| Exercise directions |
Copy each record below without changing a single word.

| The data |
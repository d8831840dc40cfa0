//! Model runner
//!
//! Invokes registered models against one stimulus, control and sample rate,
//! checking the equal-length invariant on both sides of every call.

use log::{debug, info};

use crate::error::{CompareError, Result};
use crate::models::{ModelRegistry, SimulationModel};
use crate::signal::{check_sample_rate, Signal};

/// Output of one model for one run
#[derive(Debug, Clone, PartialEq)]
pub struct ModelResult {
    pub model_name: String,
    pub output: Signal,
}

/// Runs models from a registry
pub struct ModelRunner<'a> {
    registry: &'a ModelRegistry,
}

impl<'a> ModelRunner<'a> {
    pub fn new(registry: &'a ModelRegistry) -> Self {
        Self { registry }
    }

    /// Run a single model by name
    pub fn run(
        &self,
        stimulus: &[f64],
        control: &[f64],
        sample_rate: f64,
        model_name: &str,
    ) -> Result<Signal> {
        check_sample_rate(sample_rate)?;
        let model = self.registry.get(model_name)?;
        invoke(model.as_ref(), stimulus, control, sample_rate)
    }

    /// Run every named model in order
    ///
    /// All names are resolved before any model runs, so an unknown name
    /// fails the run without wasting computation.
    pub fn run_all<S: AsRef<str>>(
        &self,
        stimulus: &[f64],
        control: &[f64],
        sample_rate: f64,
        model_names: &[S],
    ) -> Result<Vec<ModelResult>> {
        if model_names.is_empty() {
            return Err(CompareError::EmptyModelList);
        }
        check_sample_rate(sample_rate)?;
        check_control(stimulus, control)?;
        let models = self.registry.resolve(model_names)?;

        info!(
            "Running {} models on {} samples at {} Hz",
            models.len(),
            stimulus.len(),
            sample_rate
        );

        models
            .iter()
            .zip(model_names)
            .map(|(model, name)| {
                let output = invoke(model.as_ref(), stimulus, control, sample_rate)?;
                Ok(ModelResult {
                    model_name: name.as_ref().to_string(),
                    output,
                })
            })
            .collect()
    }
}

fn check_control(stimulus: &[f64], control: &[f64]) -> Result<()> {
    if stimulus.len() != control.len() {
        return Err(CompareError::shape(
            "control signal",
            stimulus.len(),
            control.len(),
        ));
    }
    Ok(())
}

fn invoke(
    model: &dyn SimulationModel,
    stimulus: &[f64],
    control: &[f64],
    sample_rate: f64,
) -> Result<Signal> {
    check_control(stimulus, control)?;

    let started = std::time::Instant::now();
    let output = model.process(stimulus, control, sample_rate)?;
    let elapsed = started.elapsed();

    if output.len() != stimulus.len() {
        return Err(CompareError::shape(
            format!("output of model '{}'", model.id()),
            stimulus.len(),
            output.len(),
        ));
    }
    if let Some(i) = output.iter().position(|v| !v.is_finite()) {
        return Err(CompareError::ModelFailed {
            model: model.id().to_string(),
            reason: format!("non-finite output {} at sample {}", output[i], i),
        });
    }

    let output = Signal::new(output, sample_rate);
    debug!(
        "Model '{}' processed {:.3} s in {:?} (peak {:.3}, rms {:.3})",
        model.id(),
        output.duration_secs(),
        elapsed,
        output.peak(),
        output.rms()
    );
    Ok(output)
}

#[cfg(test)]
mod tests {
    use super::*;

    fn truncating(input: &[f64], _control: &[f64], _fs: f64) -> Vec<f64> {
        input[..input.len().saturating_sub(1)].to_vec()
    }

    #[test]
    fn test_run_single_model() {
        let registry = ModelRegistry::with_defaults();
        let runner = ModelRunner::new(&registry);
        let y = runner
            .run(&[1.0, 2.0], &[1.0, 1.0], 48000.0, "doubler")
            .unwrap();
        assert_eq!(y.samples, vec![2.0, 4.0]);
        assert_eq!(y.sample_rate, 48000.0);
    }

    #[test]
    fn test_control_length_mismatch() {
        let registry = ModelRegistry::with_defaults();
        let runner = ModelRunner::new(&registry);
        let err = runner
            .run(&[1.0, 2.0, 3.0], &[1.0], 48000.0, "passthrough")
            .unwrap_err();
        assert!(matches!(
            err,
            CompareError::ShapeMismatch {
                expected: 3,
                actual: 1,
                ..
            }
        ));
    }

    #[test]
    fn test_output_length_checked() {
        let mut registry = ModelRegistry::new();
        registry.register_fn("truncating", "Drops the last sample", truncating);
        let runner = ModelRunner::new(&registry);
        let err = runner
            .run(&[1.0, 2.0], &[1.0, 1.0], 48000.0, "truncating")
            .unwrap_err();
        assert!(err.to_string().contains("truncating"));
    }

    fn diverging(input: &[f64], _control: &[f64], _fs: f64) -> Vec<f64> {
        input
            .iter()
            .enumerate()
            .map(|(i, x)| if i == 100 { f64::NAN } else { *x })
            .collect()
    }

    #[test]
    fn test_non_finite_output_rejected() {
        let mut registry = ModelRegistry::with_defaults();
        registry.register_fn("diverging", "Emits NaN at sample 100", diverging);
        let runner = ModelRunner::new(&registry);
        let x = vec![0.1; 256];
        let err = runner.run(&x, &x, 48000.0, "diverging").unwrap_err();
        match err {
            CompareError::ModelFailed { model, reason } => {
                assert_eq!(model, "diverging");
                assert!(reason.contains("sample 100"), "{reason}");
            }
            other => panic!("expected ModelFailed, got {other:?}"),
        }

        let err = runner
            .run_all(&x, &x, 48000.0, &["passthrough", "diverging"])
            .unwrap_err();
        assert!(matches!(err, CompareError::ModelFailed { .. }));
    }

    #[test]
    fn test_run_all_preserves_order() {
        let registry = ModelRegistry::with_defaults();
        let runner = ModelRunner::new(&registry);
        let results = runner
            .run_all(&[1.0], &[1.0], 48000.0, &["doubler", "passthrough", "doubler"])
            .unwrap();
        let names: Vec<&str> = results.iter().map(|r| r.model_name.as_str()).collect();
        assert_eq!(names, vec!["doubler", "passthrough", "doubler"]);
        assert_eq!(results[1].output.samples, vec![1.0]);
    }

    #[test]
    fn test_run_all_rejects_empty_list() {
        let registry = ModelRegistry::with_defaults();
        let runner = ModelRunner::new(&registry);
        let names: [&str; 0] = [];
        assert!(matches!(
            runner.run_all(&[1.0], &[1.0], 48000.0, &names),
            Err(CompareError::EmptyModelList)
        ));
    }

    #[test]
    fn test_run_all_unknown_model_fails() {
        let registry = ModelRegistry::with_defaults();
        let runner = ModelRunner::new(&registry);
        assert!(matches!(
            runner.run_all(&[1.0], &[1.0], 48000.0, &["passthrough", "missing"]),
            Err(CompareError::ModelNotFound { .. })
        ));
    }

    #[test]
    fn test_invalid_sample_rate() {
        let registry = ModelRegistry::with_defaults();
        let runner = ModelRunner::new(&registry);
        assert!(matches!(
            runner.run(&[1.0], &[1.0], -1.0, "passthrough"),
            Err(CompareError::InvalidSampleRate { .. })
        ));
    }
}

| Your response |
repository d8831840dc40cfa0
//! Model runner
//!
//! Invokes registered models against one stimulus, control and sample rate,
//! checking the equal-length invariant on both sides of every call.

use log::{debug, info};

use crate::error::{CompareError, Result};
use crate::models::{ModelRegistry, SimulationModel};
use crate::signal::{check_sample_rate, Signal};

/// Output of one model for one run
#[derive(Debug, Clone, PartialEq)]
pub struct ModelResult {
    pub model_name: String,
    pub output: Signal,
}

/// Runs models from a registry
pub struct ModelRunner<'a> {
    registry: &'a ModelRegistry,
}

impl<'a> ModelRunner<'a> {
    pub fn new(registry: &'a ModelRegistry) -> Self {
        Self { registry }
    }

    /// Run a single model by name
    pub fn run(
        &self,
        stimulus: &[f64],
        control: &[f64],
        sample_rate: f64,
        model_name: &str,
    ) -> Result<Signal> {
        check_sample_rate(sample_rate)?;
        let model = self.registry.get(model_name)?;
        invoke(model.as_ref(), stimulus, control, sample_rate)
    }

    /// Run every named model in order
    ///
    /// All names are resolved before any model runs, so an unknown name
    /// fails the run without wasting computation.
    pub fn run_all<S: AsRef<str>>(
        &self,
        stimulus: &[f64],
        control: &[f64],
        sample_rate: f64,
        model_names: &[S],
    ) -> Result<Vec<ModelResult>> {
        if model_names.is_empty() {
            return Err(CompareError::EmptyModelList);
        }
        check_sample_rate(sample_rate)?;
        check_control(stimulus, control)?;
        let models = self.registry.resolve(model_names)?;

        info!(
            "Running {} models on {} samples at {} Hz",
            models.len(),
            stimulus.len(),
            sample_rate
        );

        models
            .iter()
            .zip(model_names)
            .map(|(model, name)| {
                let output = invoke(model.as_ref(), stimulus, control, sample_rate)?;
                Ok(ModelResult {
                    model_name: name.as_ref().to_string(),
                    output,
                })
            })
            .collect()
    }
}

fn check_control(stimulus: &[f64], control: &[f64]) -> Result<()> {
    if stimulus.len() != control.len() {
        return Err(CompareError::shape(
            "control signal",
            stimulus.len(),
            control.len(),
        ));
    }
    Ok(())
}

fn invoke(
    model: &dyn SimulationModel,
    stimulus: &[f64],
    control: &[f64],
    sample_rate: f64,
) -> Result<Signal> {
    check_control(stimulus, control)?;

    let started = std::time::Instant::now();
    let output = model.process(stimulus, control, sample_rate)?;
    let elapsed = started.elapsed();

    if output.len() != stimulus.len() {
        return Err(CompareError::shape(
            format!("output of model '{}'", model.id()),
            stimulus.len(),
            output.len(),
        ));
    }
    if let Some(i) = output.iter().position(|v| !v.is_finite()) {
        return Err(CompareError::ModelFailed {
            model: model.id().to_string(),
            reason: format!("non-finite output {} at sample {}", output[i], i),
        });
    }

    let output = Signal::new(output, sample_rate);
    debug!(
        "Model '{}' processed {:.3} s in {:?} (peak {:.3}, rms {:.3})",
        model.id(),
        output.duration_secs(),
        elapsed,
        output.peak(),
        output.rms()
    );
    Ok(output)
}

#[cfg(test)]
mod tests {
    use super::*;

    fn truncating(input: &[f64], _control: &[f64], _fs: f64) -> Vec<f64> {
        input[..input.len().saturating_sub(1)].to_vec()
    }

    #[test]
    fn test_run_single_model() {
        let registry = ModelRegistry::with_defaults();
        let runner = ModelRunner::new(&registry);
        let y = runner
            .run(&[1.0, 2.0], &[1.0, 1.0], 48000.0, "doubler")
            .unwrap();
        assert_eq!(y.samples, vec![2.0, 4.0]);
        assert_eq!(y.sample_rate, 48000.0);
    }

    #[test]
    fn test_control_length_mismatch() {
        let registry = ModelRegistry::with_defaults();
        let runner = ModelRunner::new(&registry);
        let err = runner
            .run(&[1.0, 2.0, 3.0], &[1.0], 48000.0, "passthrough")
            .unwrap_err();
        assert!(matches!(
            err,
            CompareError::ShapeMismatch {
                expected: 3,
                actual: 1,
                ..
            }
        ));
    }

    #[test]
    fn test_output_length_checked() {
        let mut registry = ModelRegistry::new();
        registry.register_fn("truncating", "Drops the last sample", truncating);
        let runner = ModelRunner::new(&registry);
        let err = runner
            .run(&[1.0, 2.0], &[1.0, 1.0], 48000.0, "truncating")
            .unwrap_err();
        assert!(err.to_string().contains("truncating"));
    }

    fn diverging(input: &[f64], _control: &[f64], _fs: f64) -> Vec<f64> {
        input
            .iter()
            .enumerate()
            .map(|(i, x)| if i == 100 { f64::NAN } else { *x })
            .collect()
    }

    #[test]
    fn test_non_finite_output_rejected() {
        let mut registry = ModelRegistry::with_defaults();
        registry.register_fn("diverging", "Emits NaN at sample 100", diverging);
        let runner = ModelRunner::new(&registry);
        let x = vec![0.1; 256];
        let err = runner.run(&x, &x, 48000.0, "diverging").unwrap_err();
        match err {
            CompareError::ModelFailed { model, reason } => {
                assert_eq!(model, "diverging");
                assert!(reason.contains("sample 100"), "{reason}");
            }
            other => panic!("expected ModelFailed, got {other:?}"),
        }

        let err = runner
            .run_all(&x, &x, 48000.0, &["passthrough", "diverging"])
            .unwrap_err();
        assert!(matches!(err, CompareError::ModelFailed { .. }));
    }

    #[test]
    fn test_run_all_preserves_order() {
        let registry = ModelRegistry::with_defaults();
        let runner = ModelRunner::new(&registry);
        let results = runner
            .run_all(&[1.0], &[1.0], 48000.0, &["doubler", "passthrough", "doubler"])
            .unwrap();
        let names: Vec<&str> = results.iter().map(|r| r.model_name.as_str()).collect();
        assert_eq!(names, vec!["doubler", "passthrough", "doubler"]);
        assert_eq!(results[1].output.samples, vec![1.0]);
    }

    #[test]
    fn test_run_all_rejects_empty_list() {
        let registry = ModelRegistry::with_defaults();
        let runner = ModelRunner::new(&registry);
        let names: [&str; 0] = [];
        assert!(matches!(
            runner.run_all(&[1.0], &[1.0], 48000.0, &names),
            Err(CompareError::EmptyModelList)
        ));
    }

    #[test]
    fn test_run_all_unknown_model_fails() {
        let registry = ModelRegistry::with_defaults();
        let runner = ModelRunner::new(&registry);
        assert!(matches!(
            runner.run_all(&[1.0], &[1.0], 48000.0, &["passthrough", "missing"]),
            Err(CompareError::ModelNotFound { .. })
        ));
    }

    #[test]
    fn test_invalid_sample_rate() {
        let registry = ModelRegistry::with_defaults();
        let runner = ModelRunner::new(&registry);
        assert!(matches!(
            runner.run(&[1.0], &[1.0], -1.0, "passthrough"),
            Err(CompareError::InvalidSampleRate { .. })
        ));
    }
}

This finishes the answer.